Katie Lasswell ‘17, Opinion Editor

With the presidential candidates being plastered on every form of media available to their campaigns, it would be very difficult to ignore the fact that far too many people have tossed their cap into the ring for the Republican nomination against the two candidates vying to be the Democratic nominee. As a registered Democrat, I’m trying to make my decision between Clinton and Sanders come time for the Pennsylvania primary on April 26.

All of the candidates are still in the stage of making promises to Americans to try to sway as many voters to their side as possible before they go head to head with the nominee of the opposing party. And promises are awesome and inspiring – it would be great if Sanders could lower college tuition or if Clinton could get the country moving strong toward renewable energy sources, but is any of that actually feasible in four to eight years?

But truly, my current hardest struggle in choosing for whom I will vote for is the gender issue. I would love more than anything to have a woman in the highest position of our country. It is very difficult to be optimistic about how things are getting better for women without having something visible to point to. I can’t imagine myself telling my future daughter that she can be anything she wants when anything does not actually seem to be within our grasp.

But is Clinton’s societally assigned gender enough of a reason to vote for her? She certainly is qualified, having a long political career and seeing all different aspects of the political machine that is our government. I don’t think that she would do any worse than anyone who has previously held the office, but shouldn’t we all be asking for who will do better?

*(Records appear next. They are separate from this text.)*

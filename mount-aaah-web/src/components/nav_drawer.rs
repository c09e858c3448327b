use std::cell::Cell;
use std::rc::Rc;

use gloo_events::EventListener;
use wasm_bindgen::JsCast;
use web_sys::{Element, KeyboardEvent};

use crate::consts::{
    NAV_BREAKPOINT, NAV_DRAWER_SELECTOR, NAV_LINKS_SELECTOR, NAV_OPEN_CLASS, NAV_OVERLAY_SELECTOR,
    NAV_SELECTOR, NAV_TOGGLE_SELECTOR,
};
use crate::utils::{
    document, has_class, query, query_all_in, query_in, set_attribute, set_class, window,
};
use crate::Error;

/// Everything that can open or close the drawer.
#[derive(Copy, Clone, Debug, PartialEq)]
pub enum DrawerEvent {
    Open,
    Close,
    Toggle,
    OverlayClick,
    LinkClick,
    Escape,
    /// The viewport was resized to the given width.
    Resize(f64),
}

#[derive(Copy, Clone, Debug, Default, PartialEq, Eq)]
pub struct DrawerState {
    open: bool,
}

impl DrawerState {
    #[inline]
    pub fn new(open: bool) -> Self {
        Self { open }
    }

    #[inline]
    pub fn is_open(self) -> bool {
        self.open
    }

    /// Applies `event` and returns `true` if the drawer changed between open and closed.
    pub fn handle(&mut self, event: DrawerEvent) -> bool {
        let open = match event {
            DrawerEvent::Open => true,
            DrawerEvent::Toggle => !self.open,
            DrawerEvent::Close
            | DrawerEvent::OverlayClick
            | DrawerEvent::LinkClick
            | DrawerEvent::Escape => false,
            DrawerEvent::Resize(width) if width > NAV_BREAKPOINT => false,
            DrawerEvent::Resize(_) => self.open,
        };

        let changed = open != self.open;
        self.open = open;
        changed
    }
}

#[derive(Debug)]
struct Inner {
    nav: Element,
    toggle: Element,
    state: Cell<DrawerState>,
}

impl Inner {
    fn dispatch(&self, event: DrawerEvent) {
        let mut state = self.state.get();

        if state.handle(event) {
            log::debug!("Nav drawer {:?}: open = {}", event, state.is_open());

            self.state.set(state);
            self.sync();
        }
    }

    /// Writes the current state to the document.
    fn sync(&self) {
        let open = self.state.get().is_open();

        set_class(&self.nav, NAV_OPEN_CLASS, open);
        set_attribute(&self.toggle, "aria-expanded", if open { "true" } else { "false" });
    }
}

/// The mobile navigation drawer.
///
/// The listeners are removed when the `NavDrawer` is dropped.
pub struct NavDrawer {
    inner: Rc<Inner>,
    _listeners: Vec<EventListener>,
}

impl NavDrawer {
    pub fn new() -> Result<Self, Error> {
        let nav = query(NAV_SELECTOR)?;
        let toggle = query_in(&nav, NAV_TOGGLE_SELECTOR)?;
        let drawer = query_in(&nav, NAV_DRAWER_SELECTOR)?;
        let overlay = query(NAV_OVERLAY_SELECTOR)?;

        let cloned = populate(&nav, &drawer);
        log::debug!("Copied {} links into the nav drawer", cloned);

        let inner = Rc::new(Inner {
            state: Cell::new(DrawerState::new(has_class(&nav, NAV_OPEN_CLASS))),
            nav,
            toggle,
        });
        inner.sync();

        let mut listeners = Vec::with_capacity(5);

        let state = inner.clone();
        listeners.push(EventListener::new(&inner.toggle, "click", move |_| {
            state.dispatch(DrawerEvent::Toggle);
        }));

        let state = inner.clone();
        listeners.push(EventListener::new(&overlay, "click", move |_| {
            state.dispatch(DrawerEvent::OverlayClick);
        }));

        let state = inner.clone();
        listeners.push(EventListener::new(&drawer, "click", move |event| {
            let on_link = event
                .target()
                .and_then(|target| target.dyn_into::<Element>().ok())
                .and_then(|target| target.closest("a").ok().flatten())
                .is_some();

            if on_link {
                state.dispatch(DrawerEvent::LinkClick);
            }
        }));

        let state = inner.clone();
        listeners.push(EventListener::new(&document(), "keydown", move |event| {
            let escape = event
                .dyn_ref::<KeyboardEvent>()
                .map_or(false, |event| event.key() == "Escape");

            if escape {
                state.dispatch(DrawerEvent::Escape);
            }
        }));

        let state = inner.clone();
        listeners.push(EventListener::new(&window(), "resize", move |_| {
            if let Some(width) = window().inner_width().ok().and_then(|w| w.as_f64()) {
                state.dispatch(DrawerEvent::Resize(width));
            }
        }));

        Ok(Self {
            inner,
            _listeners: listeners,
        })
    }

    pub fn open(&self) {
        self.inner.dispatch(DrawerEvent::Open);
    }

    pub fn close(&self) {
        self.inner.dispatch(DrawerEvent::Close);
    }

    pub fn toggle(&self) {
        self.inner.dispatch(DrawerEvent::Toggle);
    }

    pub fn is_open(&self) -> bool {
        self.inner.state.get().is_open()
    }
}

/// Copies the desktop links into the drawer unless it already has content. Returns the number
/// of links copied.
fn populate(nav: &Element, drawer: &Element) -> usize {
    if drawer.child_element_count() != 0 {
        return 0;
    }

    let links = match query_in(nav, NAV_LINKS_SELECTOR) {
        Ok(links) => links,
        Err(_) => return 0,
    };

    let mut copied = 0;
    for link in query_all_in(&links, "a") {
        let clone = match link
            .clone_node_with_deep(true)
            .ok()
            .and_then(|node| node.dyn_into::<Element>().ok())
        {
            Some(clone) => clone,
            None => continue,
        };

        // The desktop styling does not fit the drawer.
        if let Err(err) = clone.remove_attribute("class") {
            log::debug!("Failed to remove class of drawer link: {:?}", err);
        }

        if drawer.append_child(&clone).is_ok() {
            copied += 1;
        }
    }

    copied
}

#[cfg(test)]
mod tests {
    use super::{DrawerEvent, DrawerState};

    #[test]
    fn test_drawer_open_close() {
        let mut state = DrawerState::default();
        assert!(!state.is_open());

        assert!(state.handle(DrawerEvent::Open));
        assert!(state.is_open());
        assert!(!state.handle(DrawerEvent::Open));

        assert!(state.handle(DrawerEvent::Close));
        assert!(!state.is_open());
        assert!(!state.handle(DrawerEvent::Close));
    }

    #[test]
    fn test_drawer_toggle() {
        let mut state = DrawerState::default();

        state.handle(DrawerEvent::Toggle);
        assert!(state.is_open());

        state.handle(DrawerEvent::Toggle);
        assert!(!state.is_open());
    }

    #[test]
    fn test_drawer_auto_close() {
        for event in [
            DrawerEvent::OverlayClick,
            DrawerEvent::LinkClick,
            DrawerEvent::Escape,
        ] {
            let mut state = DrawerState::new(true);

            assert!(state.handle(event), "{:?} did not close the drawer", event);
            assert!(!state.is_open());
        }
    }

    #[test]
    fn test_drawer_resize() {
        let mut state = DrawerState::new(true);

        assert!(!state.handle(DrawerEvent::Resize(600.0)));
        assert!(state.is_open());

        assert!(!state.handle(DrawerEvent::Resize(900.0)));
        assert!(state.is_open());

        assert!(state.handle(DrawerEvent::Resize(901.0)));
        assert!(!state.is_open());

        // Never opens on resize.
        assert!(!state.handle(DrawerEvent::Resize(400.0)));
        assert!(!state.is_open());
    }
}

I’m not convinced that Sanders will do better, but I do often find myself aligning more to his ideals and goals for this country than to those of Clinton. Does that make me a bad feminist for not supporting Clinton because of how badly we need a woman as president to prove that we have made progress?

Recently, Gloria Steinem and Madeline Albright told young women like myself that we should be ashamed for even thinking of supporting Sanders over Clinton, that we need to get in line with what feminism has been working toward for so many generations. I firmly believe that these women, these icons for the cause to better the position of women in our culture, made an irreparable mistake by going to this kind of tactic to gain women’s support for Clinton. If anything, they have done the work of convincing me that Clinton is not who I want for the first female president.

If they feel the need to employ fear tactics in order to garner support for Clinton’s campaign, there is something wrong with her platform. The causes she supports and the goals she has for the country if she were to be elected should be able to speak for themselves. But so far, that has yet to be enough for the Clinton campaign. I should not have to be scared into voting for her by women I have long looked up to because the ultimate goal of feminism should be getting a female president, no matter if Clinton is actually the right person for the job or not.

I understand their concern – if we don’t succeed if getting a woman into the Oval Office in this election, how long will we have to wait for another opportunity like this to come along? However, this country can no longer limp along with the status quo; and I feel that Clinton will do whatever she can to hold the whole situation still so she can simply be the first female president rather than being the best leader she could actually be.  As desperate as the feminist in me is to have a woman as President of the United States, I’m not sure that Clinton is the candidate that will move our nation forward.